-- Entries shown --
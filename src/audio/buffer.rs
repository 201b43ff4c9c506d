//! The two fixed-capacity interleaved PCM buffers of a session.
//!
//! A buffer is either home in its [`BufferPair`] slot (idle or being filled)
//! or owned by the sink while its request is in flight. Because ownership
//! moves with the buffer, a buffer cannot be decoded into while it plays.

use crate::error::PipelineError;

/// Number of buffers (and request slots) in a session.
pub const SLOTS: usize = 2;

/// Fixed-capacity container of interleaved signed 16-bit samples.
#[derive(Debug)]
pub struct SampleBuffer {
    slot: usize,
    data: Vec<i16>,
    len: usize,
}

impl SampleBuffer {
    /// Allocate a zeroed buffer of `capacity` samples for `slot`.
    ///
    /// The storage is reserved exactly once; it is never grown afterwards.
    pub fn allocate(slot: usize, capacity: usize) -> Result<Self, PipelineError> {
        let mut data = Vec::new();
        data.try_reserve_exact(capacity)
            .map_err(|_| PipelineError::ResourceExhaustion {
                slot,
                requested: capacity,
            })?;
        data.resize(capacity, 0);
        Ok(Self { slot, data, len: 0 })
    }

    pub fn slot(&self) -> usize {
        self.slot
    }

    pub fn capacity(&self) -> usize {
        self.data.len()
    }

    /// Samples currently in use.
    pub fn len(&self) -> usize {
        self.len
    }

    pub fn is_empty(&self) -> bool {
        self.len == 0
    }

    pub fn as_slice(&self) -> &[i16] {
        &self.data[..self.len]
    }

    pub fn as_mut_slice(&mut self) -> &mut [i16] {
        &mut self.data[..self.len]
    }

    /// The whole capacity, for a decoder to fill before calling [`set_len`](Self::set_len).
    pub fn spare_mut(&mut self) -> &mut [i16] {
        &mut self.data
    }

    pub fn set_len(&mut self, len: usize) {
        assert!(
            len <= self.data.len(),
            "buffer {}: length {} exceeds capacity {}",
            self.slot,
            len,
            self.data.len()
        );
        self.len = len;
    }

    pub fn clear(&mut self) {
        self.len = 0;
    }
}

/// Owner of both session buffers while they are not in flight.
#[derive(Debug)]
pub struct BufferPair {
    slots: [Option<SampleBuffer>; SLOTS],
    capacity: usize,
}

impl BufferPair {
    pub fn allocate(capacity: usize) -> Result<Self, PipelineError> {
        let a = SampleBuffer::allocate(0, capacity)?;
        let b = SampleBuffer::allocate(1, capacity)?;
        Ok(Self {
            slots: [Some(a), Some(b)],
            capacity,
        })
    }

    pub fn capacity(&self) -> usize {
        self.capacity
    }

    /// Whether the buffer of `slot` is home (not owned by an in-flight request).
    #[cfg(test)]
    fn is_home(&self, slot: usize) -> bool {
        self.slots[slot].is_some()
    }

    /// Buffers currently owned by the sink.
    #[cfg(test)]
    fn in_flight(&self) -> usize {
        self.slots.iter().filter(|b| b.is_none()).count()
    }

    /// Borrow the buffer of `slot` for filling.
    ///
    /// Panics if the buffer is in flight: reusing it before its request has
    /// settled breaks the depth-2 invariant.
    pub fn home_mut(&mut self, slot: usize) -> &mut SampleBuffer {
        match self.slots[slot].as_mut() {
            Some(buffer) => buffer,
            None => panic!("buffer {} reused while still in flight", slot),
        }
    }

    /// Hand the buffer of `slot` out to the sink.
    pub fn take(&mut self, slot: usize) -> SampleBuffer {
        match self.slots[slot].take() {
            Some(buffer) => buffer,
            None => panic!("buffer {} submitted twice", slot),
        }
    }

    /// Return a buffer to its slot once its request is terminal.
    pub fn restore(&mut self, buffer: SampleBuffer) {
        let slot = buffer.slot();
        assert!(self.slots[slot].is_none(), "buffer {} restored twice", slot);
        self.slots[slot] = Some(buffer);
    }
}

---

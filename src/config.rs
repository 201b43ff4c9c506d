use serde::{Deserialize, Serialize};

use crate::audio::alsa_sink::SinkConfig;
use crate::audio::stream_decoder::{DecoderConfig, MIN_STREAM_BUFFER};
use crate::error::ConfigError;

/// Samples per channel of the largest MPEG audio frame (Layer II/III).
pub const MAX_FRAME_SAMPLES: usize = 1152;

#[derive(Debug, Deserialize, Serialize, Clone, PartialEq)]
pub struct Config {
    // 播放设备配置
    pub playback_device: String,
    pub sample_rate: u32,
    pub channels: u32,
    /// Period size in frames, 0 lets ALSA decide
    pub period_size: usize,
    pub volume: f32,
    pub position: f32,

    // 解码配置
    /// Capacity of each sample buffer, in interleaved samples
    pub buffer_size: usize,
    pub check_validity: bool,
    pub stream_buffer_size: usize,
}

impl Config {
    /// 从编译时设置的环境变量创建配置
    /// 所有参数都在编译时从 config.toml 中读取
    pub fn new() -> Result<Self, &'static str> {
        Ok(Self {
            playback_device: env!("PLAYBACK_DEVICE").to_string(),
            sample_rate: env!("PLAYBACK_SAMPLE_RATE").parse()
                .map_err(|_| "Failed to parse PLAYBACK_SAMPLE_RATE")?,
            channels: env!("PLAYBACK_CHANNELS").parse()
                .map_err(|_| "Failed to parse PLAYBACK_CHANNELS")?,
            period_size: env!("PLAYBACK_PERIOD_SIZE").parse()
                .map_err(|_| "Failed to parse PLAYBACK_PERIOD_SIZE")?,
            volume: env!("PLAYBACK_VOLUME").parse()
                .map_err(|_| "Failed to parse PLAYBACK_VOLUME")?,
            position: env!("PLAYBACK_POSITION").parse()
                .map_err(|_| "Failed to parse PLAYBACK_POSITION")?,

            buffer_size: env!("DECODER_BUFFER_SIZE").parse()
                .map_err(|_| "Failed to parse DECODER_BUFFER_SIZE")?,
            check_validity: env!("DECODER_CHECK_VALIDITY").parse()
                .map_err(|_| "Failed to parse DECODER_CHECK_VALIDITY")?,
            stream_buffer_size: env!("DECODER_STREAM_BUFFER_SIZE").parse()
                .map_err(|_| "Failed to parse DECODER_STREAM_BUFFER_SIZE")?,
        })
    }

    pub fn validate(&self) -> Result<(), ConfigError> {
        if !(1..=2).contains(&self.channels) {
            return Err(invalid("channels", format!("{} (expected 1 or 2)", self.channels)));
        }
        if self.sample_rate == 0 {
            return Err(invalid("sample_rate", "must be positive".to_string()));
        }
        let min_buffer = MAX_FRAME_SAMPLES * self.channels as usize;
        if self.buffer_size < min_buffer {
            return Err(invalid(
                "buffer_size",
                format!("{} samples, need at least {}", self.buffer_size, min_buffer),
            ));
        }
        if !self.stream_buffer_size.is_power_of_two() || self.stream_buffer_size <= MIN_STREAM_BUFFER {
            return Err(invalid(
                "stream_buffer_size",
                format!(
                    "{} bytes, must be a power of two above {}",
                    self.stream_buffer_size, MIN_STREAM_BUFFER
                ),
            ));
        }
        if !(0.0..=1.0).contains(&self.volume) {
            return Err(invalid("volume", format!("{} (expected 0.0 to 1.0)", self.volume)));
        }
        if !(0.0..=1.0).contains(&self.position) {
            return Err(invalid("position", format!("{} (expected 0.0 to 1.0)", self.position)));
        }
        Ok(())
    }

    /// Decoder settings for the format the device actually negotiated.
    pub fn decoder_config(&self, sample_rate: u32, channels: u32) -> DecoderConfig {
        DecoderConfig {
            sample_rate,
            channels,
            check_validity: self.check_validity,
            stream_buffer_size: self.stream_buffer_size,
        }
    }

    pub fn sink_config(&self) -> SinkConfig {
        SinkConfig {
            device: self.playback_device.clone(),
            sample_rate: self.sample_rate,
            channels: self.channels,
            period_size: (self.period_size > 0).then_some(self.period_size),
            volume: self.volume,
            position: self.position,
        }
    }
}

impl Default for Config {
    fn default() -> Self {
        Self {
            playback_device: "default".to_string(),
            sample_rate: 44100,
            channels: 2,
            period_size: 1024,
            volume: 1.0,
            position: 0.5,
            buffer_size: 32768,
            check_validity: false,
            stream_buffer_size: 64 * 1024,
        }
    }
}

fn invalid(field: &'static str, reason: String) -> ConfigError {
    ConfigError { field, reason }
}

...

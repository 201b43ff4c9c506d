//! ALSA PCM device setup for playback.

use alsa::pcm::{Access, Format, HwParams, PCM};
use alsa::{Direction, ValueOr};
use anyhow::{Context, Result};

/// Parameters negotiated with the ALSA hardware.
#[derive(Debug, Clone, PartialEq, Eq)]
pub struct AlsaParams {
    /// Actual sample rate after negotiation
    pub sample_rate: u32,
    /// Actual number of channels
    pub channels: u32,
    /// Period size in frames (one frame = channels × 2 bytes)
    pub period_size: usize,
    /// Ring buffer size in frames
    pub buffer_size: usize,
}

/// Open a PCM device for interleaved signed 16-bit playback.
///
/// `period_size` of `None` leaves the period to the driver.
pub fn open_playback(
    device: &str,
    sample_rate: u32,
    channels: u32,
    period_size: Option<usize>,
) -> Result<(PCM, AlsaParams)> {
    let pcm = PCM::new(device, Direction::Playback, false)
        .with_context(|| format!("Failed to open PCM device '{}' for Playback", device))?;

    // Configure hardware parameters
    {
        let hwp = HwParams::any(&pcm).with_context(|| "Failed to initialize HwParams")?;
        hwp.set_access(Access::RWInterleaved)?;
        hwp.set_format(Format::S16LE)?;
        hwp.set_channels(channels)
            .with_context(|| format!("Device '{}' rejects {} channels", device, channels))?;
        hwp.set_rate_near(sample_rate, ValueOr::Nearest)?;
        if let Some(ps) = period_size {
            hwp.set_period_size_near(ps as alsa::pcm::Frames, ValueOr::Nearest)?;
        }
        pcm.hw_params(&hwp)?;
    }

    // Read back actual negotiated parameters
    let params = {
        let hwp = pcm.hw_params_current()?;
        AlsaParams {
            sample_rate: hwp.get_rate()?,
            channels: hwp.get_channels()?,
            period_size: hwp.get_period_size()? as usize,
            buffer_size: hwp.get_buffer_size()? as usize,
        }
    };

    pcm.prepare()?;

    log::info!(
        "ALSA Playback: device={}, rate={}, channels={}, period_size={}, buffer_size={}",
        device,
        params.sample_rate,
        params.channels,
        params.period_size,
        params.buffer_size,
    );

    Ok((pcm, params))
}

-- Task details --
Transcribe the records above exactly, beginning at the line that contains "filename src/audio/buffer.rs" and ending with the line that contains "data.try_reserve_exact(capacity)", both included, and nothing else.

-- Final answer --
filename src/audio/buffer.rs
repository 201b43ff4c9c506d
//! The two fixed-capacity interleaved PCM buffers of a session.
//!
//! A buffer is either home in its [`BufferPair`] slot (idle or being filled)
//! or owned by the sink while its request is in flight. Because ownership
//! moves with the buffer, a buffer cannot be decoded into while it plays.

use crate::error::PipelineError;

/// Number of buffers (and request slots) in a session.
pub const SLOTS: usize = 2;

/// Fixed-capacity container of interleaved signed 16-bit samples.
#[derive(Debug)]
pub struct SampleBuffer {
    slot: usize,
    data: Vec<i16>,
    len: usize,
}

impl SampleBuffer {
    /// Allocate a zeroed buffer of `capacity` samples for `slot`.
    ///
    /// The storage is reserved exactly once; it is never grown afterwards.
    pub fn allocate(slot: usize, capacity: usize) -> Result<Self, PipelineError> {
        let mut data = Vec::new();
        data.try_reserve_exact(capacity)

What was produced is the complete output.